# Task brief:
Repeat exactly the lines from the start of the records below through the line that contains "use tower_http::trace::TraceLayer;", including both.

● ● ●

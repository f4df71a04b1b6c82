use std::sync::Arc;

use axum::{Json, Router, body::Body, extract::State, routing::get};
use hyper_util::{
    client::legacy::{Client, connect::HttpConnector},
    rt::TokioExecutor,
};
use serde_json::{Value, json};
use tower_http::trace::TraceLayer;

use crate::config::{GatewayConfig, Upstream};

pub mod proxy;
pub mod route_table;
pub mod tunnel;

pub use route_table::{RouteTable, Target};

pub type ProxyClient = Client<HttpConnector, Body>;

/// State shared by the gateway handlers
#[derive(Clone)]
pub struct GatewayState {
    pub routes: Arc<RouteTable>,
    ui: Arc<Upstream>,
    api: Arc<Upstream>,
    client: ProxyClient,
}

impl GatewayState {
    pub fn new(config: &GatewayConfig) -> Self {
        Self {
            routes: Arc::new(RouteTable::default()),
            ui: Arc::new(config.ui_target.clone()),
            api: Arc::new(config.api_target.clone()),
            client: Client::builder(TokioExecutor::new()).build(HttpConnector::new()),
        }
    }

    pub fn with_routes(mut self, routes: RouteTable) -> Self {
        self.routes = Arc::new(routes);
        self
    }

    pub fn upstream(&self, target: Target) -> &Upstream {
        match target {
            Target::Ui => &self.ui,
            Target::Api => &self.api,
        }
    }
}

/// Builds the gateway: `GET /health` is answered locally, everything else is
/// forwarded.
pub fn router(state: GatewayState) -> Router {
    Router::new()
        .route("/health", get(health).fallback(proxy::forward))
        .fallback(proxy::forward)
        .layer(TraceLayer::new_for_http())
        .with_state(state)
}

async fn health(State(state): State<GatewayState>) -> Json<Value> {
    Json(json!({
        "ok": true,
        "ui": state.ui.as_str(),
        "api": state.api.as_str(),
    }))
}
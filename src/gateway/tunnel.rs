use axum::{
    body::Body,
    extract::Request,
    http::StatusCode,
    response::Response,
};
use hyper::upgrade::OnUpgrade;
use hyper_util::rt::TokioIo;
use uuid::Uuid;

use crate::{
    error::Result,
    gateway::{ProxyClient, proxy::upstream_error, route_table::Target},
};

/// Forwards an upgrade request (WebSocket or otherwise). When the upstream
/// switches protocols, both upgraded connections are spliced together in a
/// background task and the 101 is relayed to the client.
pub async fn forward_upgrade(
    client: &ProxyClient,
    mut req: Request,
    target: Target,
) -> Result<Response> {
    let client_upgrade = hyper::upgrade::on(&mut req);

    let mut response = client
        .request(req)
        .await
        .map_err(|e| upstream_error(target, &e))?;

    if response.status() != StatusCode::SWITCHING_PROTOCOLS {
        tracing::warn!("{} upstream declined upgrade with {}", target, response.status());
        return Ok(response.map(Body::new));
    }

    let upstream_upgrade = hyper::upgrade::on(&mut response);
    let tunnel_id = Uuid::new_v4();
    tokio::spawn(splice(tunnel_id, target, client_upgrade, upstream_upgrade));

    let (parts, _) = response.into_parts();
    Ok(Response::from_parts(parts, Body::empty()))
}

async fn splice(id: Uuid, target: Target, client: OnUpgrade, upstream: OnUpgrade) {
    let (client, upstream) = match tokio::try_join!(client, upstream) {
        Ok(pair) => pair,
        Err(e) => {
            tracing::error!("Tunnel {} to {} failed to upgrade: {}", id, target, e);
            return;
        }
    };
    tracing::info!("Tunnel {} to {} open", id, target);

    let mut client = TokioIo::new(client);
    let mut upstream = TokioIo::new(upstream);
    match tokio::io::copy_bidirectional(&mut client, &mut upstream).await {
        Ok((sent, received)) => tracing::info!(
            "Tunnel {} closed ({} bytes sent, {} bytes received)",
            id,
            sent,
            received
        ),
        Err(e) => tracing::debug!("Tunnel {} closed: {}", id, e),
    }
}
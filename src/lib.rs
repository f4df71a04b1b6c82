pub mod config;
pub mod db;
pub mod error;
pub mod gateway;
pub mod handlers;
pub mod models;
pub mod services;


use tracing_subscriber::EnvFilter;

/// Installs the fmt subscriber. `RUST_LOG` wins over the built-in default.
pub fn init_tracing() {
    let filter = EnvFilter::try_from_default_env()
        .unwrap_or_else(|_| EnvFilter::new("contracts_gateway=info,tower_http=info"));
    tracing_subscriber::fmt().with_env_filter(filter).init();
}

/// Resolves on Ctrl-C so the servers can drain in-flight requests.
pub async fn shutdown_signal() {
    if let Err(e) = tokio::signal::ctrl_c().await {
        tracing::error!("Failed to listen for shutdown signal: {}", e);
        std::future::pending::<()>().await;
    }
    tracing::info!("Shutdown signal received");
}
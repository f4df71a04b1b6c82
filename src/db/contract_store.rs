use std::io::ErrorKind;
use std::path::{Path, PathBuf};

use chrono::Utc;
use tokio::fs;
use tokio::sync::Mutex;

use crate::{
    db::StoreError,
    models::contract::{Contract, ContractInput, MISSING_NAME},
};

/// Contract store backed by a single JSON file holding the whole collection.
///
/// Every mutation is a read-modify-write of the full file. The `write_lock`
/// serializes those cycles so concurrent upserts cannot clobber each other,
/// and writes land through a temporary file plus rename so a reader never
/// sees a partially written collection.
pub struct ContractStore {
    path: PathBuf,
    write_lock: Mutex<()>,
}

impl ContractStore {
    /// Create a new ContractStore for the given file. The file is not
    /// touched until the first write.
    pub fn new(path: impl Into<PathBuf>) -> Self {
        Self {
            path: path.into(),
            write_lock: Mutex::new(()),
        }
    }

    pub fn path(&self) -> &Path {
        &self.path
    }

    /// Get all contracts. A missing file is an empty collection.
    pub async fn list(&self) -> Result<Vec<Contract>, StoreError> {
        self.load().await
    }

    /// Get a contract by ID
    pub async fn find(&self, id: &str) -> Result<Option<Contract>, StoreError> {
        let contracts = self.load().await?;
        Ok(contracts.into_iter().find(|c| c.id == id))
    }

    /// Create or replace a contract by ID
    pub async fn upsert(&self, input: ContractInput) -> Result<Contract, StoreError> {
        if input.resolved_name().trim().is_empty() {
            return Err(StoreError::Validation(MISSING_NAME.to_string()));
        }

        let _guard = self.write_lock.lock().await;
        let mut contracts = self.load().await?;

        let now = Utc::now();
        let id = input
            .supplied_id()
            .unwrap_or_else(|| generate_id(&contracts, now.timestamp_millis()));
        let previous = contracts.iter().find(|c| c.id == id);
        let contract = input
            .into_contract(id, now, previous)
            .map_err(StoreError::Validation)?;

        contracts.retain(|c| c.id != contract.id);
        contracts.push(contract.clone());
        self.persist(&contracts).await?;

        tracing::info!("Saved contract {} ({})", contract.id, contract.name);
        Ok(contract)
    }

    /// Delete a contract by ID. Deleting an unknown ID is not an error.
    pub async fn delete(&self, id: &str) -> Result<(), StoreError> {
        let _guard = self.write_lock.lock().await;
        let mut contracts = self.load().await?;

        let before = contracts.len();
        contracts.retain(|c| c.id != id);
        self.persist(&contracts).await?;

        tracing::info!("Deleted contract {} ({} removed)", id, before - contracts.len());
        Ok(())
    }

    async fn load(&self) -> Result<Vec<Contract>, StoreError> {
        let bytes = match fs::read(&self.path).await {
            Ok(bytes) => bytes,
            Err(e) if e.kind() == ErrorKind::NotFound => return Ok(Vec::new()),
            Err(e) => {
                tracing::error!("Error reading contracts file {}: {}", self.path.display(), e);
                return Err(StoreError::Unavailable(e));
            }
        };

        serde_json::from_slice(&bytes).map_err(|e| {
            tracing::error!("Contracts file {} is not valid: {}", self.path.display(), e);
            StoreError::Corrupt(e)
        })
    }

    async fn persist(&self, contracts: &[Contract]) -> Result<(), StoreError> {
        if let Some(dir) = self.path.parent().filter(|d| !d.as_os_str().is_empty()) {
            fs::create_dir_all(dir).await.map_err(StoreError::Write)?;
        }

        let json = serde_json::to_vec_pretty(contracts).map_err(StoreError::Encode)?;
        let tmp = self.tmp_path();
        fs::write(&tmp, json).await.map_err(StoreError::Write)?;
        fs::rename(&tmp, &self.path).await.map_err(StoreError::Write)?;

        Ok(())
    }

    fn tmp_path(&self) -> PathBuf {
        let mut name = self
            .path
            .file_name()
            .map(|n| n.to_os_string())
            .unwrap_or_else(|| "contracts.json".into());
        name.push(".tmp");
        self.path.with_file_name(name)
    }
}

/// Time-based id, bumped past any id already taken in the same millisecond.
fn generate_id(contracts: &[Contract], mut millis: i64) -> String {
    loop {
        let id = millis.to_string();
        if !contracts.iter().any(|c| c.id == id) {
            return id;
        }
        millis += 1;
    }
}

● ● ●

# Task answer:
repository f4df71a04b1b6c82
use std::sync::Arc;

use axum::{Json, Router, body::Body, extract::State, routing::get};
use hyper_util::{
    client::legacy::{Client, connect::HttpConnector},
    rt::TokioExecutor,
};
use serde_json::{Value, json};
use tower_http::trace::TraceLayer;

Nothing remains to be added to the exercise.